Referandumdan Rumların HAYIR’ı ile Türkiye’nin AB’ye yürüyüşü arasındaki bağ artık kopmuştur. Herkes hesaplarını buna göre yapmalıdır.

RUMLAR DENKTAŞ’A GÜVENMİŞLER

Rumların bugüne kadar ki tüm politikalarının, Denktaş’ın çözümsüzlük tutumuna dayandırıldığı, Denktaş’ın arkasına saklanarak kendilerini dünya’ya “çözüm isteyen taraf” olarak gösterdikleri bir defa daha ortaya çıkıyor.

Denktaş unsuru aradan çekilip, Türk tarafı “hadi ben varım” deyince, ortada kalıverdiler.

Yıllardan beri yazardık. İnisiyatifi aldığımız taktirde asıl çözüm istemeyen tarafın Rumlar olduğunun ortaya çıkacağını söylerdik.

Bu defa kendileri açıkça ispat eder noktaya geliyorlar.

24 Nisan’a kadar çok az bir zaman kaldı.

Sorumluluk tamamen Rum yönetimini elinde tutan kişilerin elinde. Ben, Rumların eninde sonunda akıllı davranacakları yolundaki kanımı hala sürdürmek istiyorum.

TÜRKLERİN EVET’İ ŞİMDİ DAHA ÖNEM KAZANIYOR

Rum tarafının referandumda HAYIR oyu verme olasılığı arttığı oranda, Türk tarafının EVET’i daha da önem kazanıyor.

Bazı çevrelerin “Rumlar nasılsa reddedecekler, bizde HAYIR oyu verelim “ şeklindeki yaklaşımı çok büyük hata olur. Tam aksine, şimdi Türk toplumunun daha büyük farkla EVET; demesi gerekir. EVET oyları arttığı oranda, KKTC’nin tanınması, ambargoların kaldırılması ve Türkiye-AB ilişkilerinin rayında tutulması daha kolay olacaktır.

* * *

KENDİNİ SEVDİRMENİN BÜYÜK ÖDÜLÜ

Sakıp Sabancı’nın kaybı üzerine medya ve kamuoyunun üzüntüsü olağanüstü boyutlarda oldu.

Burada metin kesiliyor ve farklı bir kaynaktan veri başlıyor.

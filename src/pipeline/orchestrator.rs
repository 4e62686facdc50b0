//! Image pipeline orchestrator.
//!
//! Drives one image reference through form naming, the store lookup and, on
//! a miss, fetch → rotate → scale → upload.
//!
//! ## What gets uploaded
//!
//! The final output of a chain is always uploaded. An intermediate output
//! (the untransformed original, or the rotated-but-not-scaled image) is
//! uploaded only when something points at it: it is the link target of a
//! scaled image, or another directive in the same document requests that
//! exact form. An intermediate whose record already exists is reused, not
//! uploaded again. Everything else stays a local staging file.
//!
//! ## Link targets
//!
//! An explicit `target` option always wins. Otherwise a scaled image links
//! to the same chain without its scale step, so clicking a thumbnail opens
//! the full-size (still rotated) picture. On a cache hit that link comes
//! from the record alone; a scaled image whose full-size form was never
//! recorded is shown without a link.

use crate::error::ImageError;
use crate::pipeline::form::{
    attribute_key, compute_form, non_scaled_attribute_key, TransformKind, TransformSpec, UPLOADED,
};
use crate::pipeline::staging::{CleanupList, Fetcher, StagingDir};
use crate::pipeline::store::{EntityKind, RecordStore};
use crate::pipeline::transform::Transformer;
use crate::pipeline::upload::{upload_and_record, Uploader};
use crate::progress::ProgressCallback;
use serde::Serialize;
use std::collections::{HashMap, HashSet};
use std::path::{Path, PathBuf};
use tracing::{debug, info};

/// One image reference as found in the document.
#[derive(Debug, Clone, PartialEq, Eq)]
pub struct ImageRequest {
    pub source_uri: String,
    pub transforms: TransformSpec,
    /// Overrides the rendered hyperlink.
    pub explicit_target: Option<String>,
}

impl ImageRequest {
    pub fn new(source_uri: impl Into<String>) -> Self {
        Self {
            source_uri: source_uri.into(),
            transforms: TransformSpec::new(),
            explicit_target: None,
        }
    }

    pub fn with_transforms(mut self, transforms: TransformSpec) -> Self {
        self.transforms = transforms;
        self
    }

    pub fn with_target(mut self, target: impl Into<String>) -> Self {
        self.explicit_target = Some(target.into());
        self
    }

    pub fn form(&self) -> String {
        compute_form(&self.transforms)
    }

    pub fn key(&self) -> String {
        attribute_key(&self.form())
    }
}

/// Where a processed image is shown and what it links to.
#[derive(Debug, Clone, PartialEq, Eq, Serialize)]
pub struct RenderedImageRef {
    pub display_location: String,
    #[serde(skip_serializing_if = "Option::is_none")]
    pub link_target: Option<String>,
}

/// A resolved `upload` directive.
#[derive(Debug, Clone, PartialEq, Eq, Serialize)]
pub struct UploadedFile {
    pub location: String,
    pub name: String,
    pub mime: String,
    /// Size of the local file, when it is still around.
    pub size: Option<u64>,
}

/// Resolves the image and upload references of one document.
pub struct ImagePipeline<'a> {
    fetcher: &'a dyn Fetcher,
    transformer: &'a dyn Transformer,
    uploader: &'a dyn Uploader,
    store: &'a mut dyn RecordStore,
    staging: &'a StagingDir,
    cleanup: &'a mut CleanupList,
    /// `(uri, key)` pairs some directive of the document asks for.
    requested: HashSet<(String, String)>,
    /// Locations produced by this run; the only record of previews.
    produced: HashMap<(EntityKind, String, String), String>,
    progress: Option<ProgressCallback>,
    uploads: usize,
}

impl<'a> ImagePipeline<'a> {
    pub fn new(
        fetcher: &'a dyn Fetcher,
        transformer: &'a dyn Transformer,
        uploader: &'a dyn Uploader,
        store: &'a mut dyn RecordStore,
        staging: &'a StagingDir,
        cleanup: &'a mut CleanupList,
    ) -> Self {
        Self {
            fetcher,
            transformer,
            uploader,
            store,
            staging,
            cleanup,
            requested: HashSet::new(),
            produced: HashMap::new(),
            progress: None,
            uploads: 0,
        }
    }

    pub fn with_progress(mut self, progress: Option<ProgressCallback>) -> Self {
        self.progress = progress;
        self
    }

    /// Note that some directive wants `request`'s form, so producing it as an
    /// intermediate of another chain must upload it.
    pub fn request_form(&mut self, request: &ImageRequest) {
        self.requested
            .insert((request.source_uri.clone(), request.key()));
    }

    /// Uploads performed so far.
    pub fn uploads(&self) -> usize {
        self.uploads
    }

    fn lookup(&self, kind: EntityKind, uri: &str, key: &str) -> Option<String> {
        self.produced
            .get(&(kind, uri.to_string(), key.to_string()))
            .cloned()
            .or_else(|| self.store.lookup(kind, uri, key))
    }

    /// Resolve one image reference.
    pub fn process(&mut self, request: &ImageRequest) -> Result<RenderedImageRef, ImageError> {
        let uri = request.source_uri.as_str();
        let key = request.key();

        if let Some(location) = self.lookup(EntityKind::Image, uri, &key) {
            debug!("Cache hit: {} [{}]", uri, key);
            if let Some(cb) = &self.progress {
                cb.on_cache_hit(uri, &key);
            }
            let link_target = match &request.explicit_target {
                Some(target) => Some(target.clone()),
                None if request.transforms.has_scale() => self.full_size_location(request),
                None => None,
            };
            return Ok(RenderedImageRef {
                display_location: location,
                link_target,
            });
        }

        self.derive(request, &key)
    }

    /// Recorded location of the non-scaled form of a cached scaled image.
    ///
    /// A hit never fetches or uploads, so without a record there is no link.
    fn full_size_location(&self, request: &ImageRequest) -> Option<String> {
        let key = non_scaled_attribute_key(&request.transforms);
        let location = self.lookup(EntityKind::Image, &request.source_uri, &key);
        if location.is_none() {
            debug!("No {} record for {}; image is not linked", key, request.source_uri);
        }
        location
    }

    fn derive(&mut self, request: &ImageRequest, key: &str) -> Result<RenderedImageRef, ImageError> {
        let uri = request.source_uri.as_str();
        info!("Deriving {} [{}]", uri, key);

        let link_key = match request.explicit_target {
            None if request.transforms.has_scale() => {
                Some(non_scaled_attribute_key(&request.transforms))
            }
            _ => None,
        };
        let mut link_target = request.explicit_target.clone();

        let mut path = self.staging.fetch(self.fetcher, uri, self.cleanup)?;
        let mut done = TransformSpec::new();
        let steps: Vec<(TransformKind, String)> = request
            .transforms
            .steps()
            .map(|(kind, param)| (kind, param.to_string()))
            .collect();

        for (kind, param) in steps {
            let stage_key = attribute_key(&compute_form(&done));
            if let Some(location) = self.settle_intermediate(uri, &stage_key, &path, &link_key)? {
                link_target = Some(location);
            }

            path = match kind {
                TransformKind::Rotate => self.transformer.rotate(&path, &param)?,
                TransformKind::Scale => self.transformer.scale(&path, &param)?,
            };
            self.staging.track(&path, self.cleanup);
            done = match kind {
                TransformKind::Rotate => done.with_rotate(param),
                TransformKind::Scale => done.with_scale(param),
            };
        }

        let display_location = self.upload(EntityKind::Image, uri, key, path)?;
        Ok(RenderedImageRef {
            display_location,
            link_target,
        })
    }

    /// Upload (or reuse) an intermediate stage if anything points at it.
    /// Returns its location when it is the link target.
    fn settle_intermediate(
        &mut self,
        uri: &str,
        stage_key: &str,
        path: &Path,
        link_key: &Option<String>,
    ) -> Result<Option<String>, ImageError> {
        let is_link = link_key.as_deref() == Some(stage_key);
        let requested = self
            .requested
            .contains(&(uri.to_string(), stage_key.to_string()));
        if !is_link && !requested {
            return Ok(None);
        }

        let location = match self.lookup(EntityKind::Image, uri, stage_key) {
            Some(existing) => existing,
            None => self.upload(EntityKind::Image, uri, stage_key, path.to_path_buf())?,
        };
        Ok(is_link.then_some(location))
    }

    fn upload(
        &mut self,
        kind: EntityKind,
        uri: &str,
        key: &str,
        path: PathBuf,
    ) -> Result<String, ImageError> {
        let location = upload_and_record(self.uploader, &mut *self.store, kind, uri, key, &path)?;
        self.produced
            .insert((kind, uri.to_string(), key.to_string()), location.clone());
        self.uploads += 1;
        if let Some(cb) = &self.progress {
            cb.on_image_uploaded(uri, key, &location);
        }
        Ok(location)
    }

    /// Resolve an `upload` directive: a local file uploaded once as-is.
    pub fn process_upload(&mut self, argument: &str) -> Result<UploadedFile, ImageError> {
        let source = self.staging.source_path(argument);
        let name = source
            .file_name()
            .map(|n| n.to_string_lossy().into_owned())
            .unwrap_or_else(|| argument.to_string());
        let mime = mime_guess::from_path(&source)
            .first_or_octet_stream()
            .to_string();
        let size = std::fs::metadata(&source).ok().map(|m| m.len());

        let location = match self.lookup(EntityKind::Upload, argument, UPLOADED) {
            Some(location) => {
                debug!("Cache hit: {} [{}]", argument, UPLOADED);
                if let Some(cb) = &self.progress {
                    cb.on_cache_hit(argument, UPLOADED);
                }
                location
            }
            None => {
                if size.is_none() {
                    return Err(ImageError::Fetch {
                        uri: argument.to_string(),
                        reason: format!("{} does not exist", source.display()),
                    });
                }
                self.upload(EntityKind::Upload, argument, UPLOADED, source)?
            }
        };

        Ok(UploadedFile {
            location,
            name,
            mime,
            size,
        })
    }
}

Sakıp Beye bu ilgi, zenginliğinden kaynaklanmadı.

Onu hepimiz severdik.

Hiç birimize tepeden bakmazdı.

Kiminle karşılaşırsa karşılaşsın, kollarını açar ve insanları kucaklardı.

Konuşması dahi bizdendi. Şivesini düzeltip, zoraki bir İstanbullu şivesi edinmeye çalışmadı.

Hepimize ümit verirdi.

Programlarıma davet etmekten keyif alırdım. Her defasında yeni bir açı getirir, olaylara farklı bakar ve görüşlerini de çok basit şekilde anlatırdı.

Bir gazetenin başlığı çok hoştu: Zenginleri bize sevdiren insan...

Bu kadar doğru bir tanımlama olamaz.

Kamuoyunda zengin olmak kötü birşeymiş, zenginliğin altında daima dolandırıcılık yatarmış gibi görülürken, Sakıp Ağa bu izlenimi değiştirdi.

Bize insanlığı gösterdi.

Bir Anadolu çocuğunun başarı hikayesiydi.

Nur içinde yatsın.

Bu sevgiyi fazlasıyla haketti...

* * *

(Bu yazı, Posta Gazetesinde ve aynı gün Hürriyet Gazetesinin tüm dış yayınlarında, Hürriyet internet sitesinde (www.hurriyetim.com.tr) Milliyet internet sitesinde (www.milliyet.com.tr) ve Daily News ekibi tarafından tercüme edildikten sonra hem ana gazetede, hem de Daily News internet sitesinde (www.turkishdailynews.com.) yayınlanmaktadır.)